* WHAT YOU SHOULD DO
Find the line with "fn process(&mut self, left: &mut" in the entries below, then reproduce it and every line after it down to and including the line with "(ChannelLayout::X51, ChannelOrder::Alsa) =>", exactly.

Collected data:
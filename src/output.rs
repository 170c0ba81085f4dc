//! Quantization of the mixed working set into the device's interleaved
//! byte layout.

use crate::format::{Channel, ChannelLayout, ChannelOrder, DeviceFormat, MixFrame, SampleType};

/// Post-processing hook for stereo output, run on the mixed frames before
/// they are quantized.
pub trait StereoCrossfeed: Send {
    fn process(&mut self, left: &mut [f32], right: &mut [f32]);
}

/// Interleaving order of the device's channels.
pub fn output_order(layout: ChannelLayout, order: ChannelOrder) -> &'static [Channel] {
    use Channel::*;
    match (layout, order) {
        (ChannelLayout::Mono, _) => &[FrontCenter],
        (ChannelLayout::Stereo, _) => &[FrontLeft, FrontRight],
        (ChannelLayout::Quad, _) => &[FrontLeft, FrontRight, BackLeft, BackRight],
        (ChannelLayout::X51, ChannelOrder::Alsa) => {
            &[FrontLeft, FrontRight, BackLeft, BackRight, FrontCenter, Lfe]
        }
        (ChannelLayout::X51, ChannelOrder::Wfx) => {
            &[FrontLeft, FrontRight, FrontCenter, Lfe, BackLeft, BackRight]
        }
        (ChannelLayout::X61, _) => &[
            FrontLeft,
            FrontRight,
            FrontCenter,
            Lfe,
            BackCenter,
            SideLeft,
            SideRight,
        ],
        (ChannelLayout::X71, ChannelOrder::Alsa) => &[
            FrontLeft,
            FrontRight,
            BackLeft,
            BackRight,
            FrontCenter,
            Lfe,
            SideLeft,
            SideRight,
        ],
        (ChannelLayout::X71, ChannelOrder::Wfx) => &[
            FrontLeft,
            FrontRight,
            FrontCenter,
            Lfe,
            BackLeft,
            BackRight,
            SideLeft,
            SideRight,
        ],
    }
}

#[inline]
fn to_i8(v: f32) -> i8 {
    (v.clamp(-1.0, 1.0) * 127.0) as i8
}

#[inline]
fn to_i16(v: f32) -> i16 {
    (v.clamp(-1.0, 1.0) * 32767.0) as i16
}

#[inline]
fn to_i32(v: f32) -> i32 {
    ((v.clamp(-1.0, 1.0) * 16_777_215.0) as i32) << 7
}

fn write_with<const N: usize>(
    frames: &[MixFrame],
    order: &[Channel],
    out: &mut [u8],
    convert: impl Fn(f32) -> [u8; N],
) {
    let block_align = order.len() * N;
    for (frame, bytes) in frames.iter().zip(out.chunks_exact_mut(block_align)) {
        for (channel, sample) in order.iter().zip(bytes.chunks_exact_mut(N)) {
            sample.copy_from_slice(&convert(frame[channel.index()]));
        }
    }
}

/// Writes `frames` into `out` as interleaved native-endian samples.
/// Writes `min(frames.len(), out.len() / block_align)` frames.
pub fn write_output(frames: &[MixFrame], format: &DeviceFormat, out: &mut [u8]) {
    let order = output_order(format.layout, format.channel_order);
    match format.sample_type {
        SampleType::I8 => write_with(frames, order, out, |v| to_i8(v).to_ne_bytes()),
        SampleType::U8 => write_with(frames, order, out, |v| {
            ((to_i8(v) as i16 + 128) as u8).to_ne_bytes()
        }),
        SampleType::I16 => write_with(frames, order, out, |v| to_i16(v).to_ne_bytes()),
        SampleType::U16 => write_with(frames, order, out, |v| {
            ((to_i16(v) as i32 + 32768) as u16).to_ne_bytes()
        }),
        SampleType::I32 => write_with(frames, order, out, |v| to_i32(v).to_ne_bytes()),
        SampleType::U32 => write_with(frames, order, out, |v| {
            ((to_i32(v) as i64 + (1 << 31)) as u32).to_ne_bytes()
        }),
        SampleType::F32 => write_with(frames, order, out, |v| v.to_ne_bytes()),
    }
}

#[cfg(test)]
mod tests {
    use super::*;
    use crate::format::OUTPUT_CHANNELS;

    fn format(layout: ChannelLayout, sample_type: SampleType, order: ChannelOrder) -> DeviceFormat {
        DeviceFormat {
            layout,
            sample_type,
            sample_rate: 48000,
            channel_order: order,
        }
    }

    fn frame(values: &[(Channel, f32)]) -> MixFrame {
        let mut frame = [0.0; OUTPUT_CHANNELS];
        for &(c, v) in values {
            frame[c.index()] = v;
        }
        frame
    }

    #[test]
    fn integer_conversions_clamp_symmetrically() {
        let frames = [frame(&[(Channel::FrontLeft, 2.0), (Channel::FrontRight, -2.0)])];

        let mut out = [0u8; 4];
        write_output(&frames, &format(ChannelLayout::Stereo, SampleType::I16, ChannelOrder::Alsa), &mut out);
        assert_eq!(i16::from_ne_bytes([out[0], out[1]]), 32767);
        assert_eq!(i16::from_ne_bytes([out[2], out[3]]), -32767);

        let mut out = [0u8; 2];
        write_output(&frames, &format(ChannelLayout::Stereo, SampleType::U8, ChannelOrder::Alsa), &mut out);
        assert_eq!(out, [255, 1]);

        let mut out = [0u8; 8];
        write_output(&frames, &format(ChannelLayout::Stereo, SampleType::I32, ChannelOrder::Alsa), &mut out);
        assert_eq!(i32::from_ne_bytes([out[0], out[1], out[2], out[3]]), 16_777_215 << 7);
    }

    #[test]
    fn silence_is_mid_scale_for_unsigned_types() {
        let frames = [[0.0; OUTPUT_CHANNELS]];
        let mut out = [0u8; 4];
        write_output(&frames, &format(ChannelLayout::Stereo, SampleType::U16, ChannelOrder::Alsa), &mut out);
        assert_eq!(u16::from_ne_bytes([out[0], out[1]]), 32768);

        let mut out = [0u8; 8];
        write_output(&frames, &format(ChannelLayout::Stereo, SampleType::U32, ChannelOrder::Alsa), &mut out);
        assert_eq!(u32::from_ne_bytes([out[0], out[1], out[2], out[3]]), 1 << 31);
    }

    #[test]
    fn surround_order_depends_on_platform_convention() {
        let frames = [frame(&[(Channel::FrontCenter, 0.5), (Channel::BackLeft, -0.5)])];
        let read = |out: &[u8], i: usize| {
            f32::from_ne_bytes([out[i * 4], out[i * 4 + 1], out[i * 4 + 2], out[i * 4 + 3]])
        };

        let mut out = [0u8; 24];
        write_output(&frames, &format(ChannelLayout::X51, SampleType::F32, ChannelOrder::Alsa), &mut out);
        assert_eq!(read(&out, 2), -0.5);
        assert_eq!(read(&out, 4), 0.5);

        write_output(&frames, &format(ChannelLayout::X51, SampleType::F32, ChannelOrder::Wfx), &mut out);
        assert_eq!(read(&out, 2), 0.5);
        assert_eq!(read(&out, 4), -0.5);
    }

    #[test]
    fn short_output_is_not_overrun() {
        let frames = vec![[0.25; OUTPUT_CHANNELS]; 4];
        let mut out = [0u8; 3];
        write_output(&frames, &format(ChannelLayout::Mono, SampleType::U8, ChannelOrder::Alsa), &mut out);
        assert_eq!(out, [159, 159, 159]);
    }
}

* RESPONSE TO THIS TASK
    fn process(&mut self, left: &mut [f32], right: &mut [f32]);
}

/// Interleaving order of the device's channels.
pub fn output_order(layout: ChannelLayout, order: ChannelOrder) -> &'static [Channel] {
    use Channel::*;
    match (layout, order) {
        (ChannelLayout::Mono, _) => &[FrontCenter],
        (ChannelLayout::Stereo, _) => &[FrontLeft, FrontRight],
        (ChannelLayout::Quad, _) => &[FrontLeft, FrontRight, BackLeft, BackRight],
        (ChannelLayout::X51, ChannelOrder::Alsa) => {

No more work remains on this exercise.